What to produce —
Among the records below, find each line bearing the word "else" and copy it.

**** Data shown ****

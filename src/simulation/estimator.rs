use anyhow::Result;
use chrono::Duration;
use rand::rngs::StdRng;
use rand::{Rng, SeedableRng};

use crate::models::{Progress, RunState};
use crate::simulation::{config::SimulationConfig, history::FullHistory, sampler::sample};

/// Immutable estimator inputs taken from the settings at estimate time.
#[derive(Debug, Clone, PartialEq)]
pub struct EstimateConfig {
    pub cutoff: Option<Duration>,
    /// Recency bias in `[0, 1]`: 0 always uses the latest time, 1 is uniform.
    pub weight: f64,
    /// Percent chance of the attempt ending at each segment, by segment index.
    pub reset_chances: Vec<f64>,
}

/// Sums one sampled duration for every segment from `start` to the end.
pub fn simulate_attempt<R: Rng + ?Sized>(
    history: &FullHistory,
    rng: &mut R,
    start: usize,
    weight: f64,
) -> Result<Duration> {
    let mut total = Duration::zero();
    for segment in history.segments().iter().skip(start) {
        total = total + *sample(segment, weight, rng)?;
    }
    Ok(total)
}

/// Probability that none of the segments from `start` onward ends the attempt.
pub fn survival_factor(reset_chances: &[f64], start: usize, segment_count: usize) -> f64 {
    (start..segment_count)
        .map(|i| {
            let chance = reset_chances.get(i).copied().unwrap_or(0.0);
            let chance = if chance.is_nan() {
                0.0
            } else {
                chance.clamp(0.0, 100.0)
            };
            1.0 - chance / 100.0
        })
        .product()
}

/// Chance in `[0, 1]` of finishing under the cutoff, or `None` when there is
/// no cutoff or a remaining segment has never been completed.
pub fn estimate(
    history: &FullHistory,
    progress: Progress,
    config: &EstimateConfig,
    simulation: &SimulationConfig,
) -> Result<Option<f64>> {
    let Some(cutoff) = config.cutoff else {
        return Ok(None);
    };

    let start = progress.next_segment;
    if !history.covers_from(start) || simulation.iterations == 0 {
        return Ok(None);
    }

    let budget = cutoff - progress.elapsed;
    let mut rng = StdRng::seed_from_u64(simulation.seed);
    let mut successes = 0usize;

    for _ in 0..simulation.iterations {
        if simulate_attempt(history, &mut rng, start, config.weight)? < budget {
            successes += 1;
        }
    }

    let sampled = successes as f64 / simulation.iterations as f64;
    let survival = survival_factor(&config.reset_chances, start, history.len());

    Ok(Some(survival * sampled))
}

/// Rebuilds the history from `state` and runs [`estimate`].
pub fn estimate_for_state(
    state: &RunState,
    config: &EstimateConfig,
    simulation: &SimulationConfig,
) -> Result<Option<f64>> {
    let history = FullHistory::from_run(&state.run, state.timing_method);
    estimate(&history, state.progress(), config, simulation)
}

****

Exercise solution —
            } else {
    let Some(cutoff) = config.cutoff else {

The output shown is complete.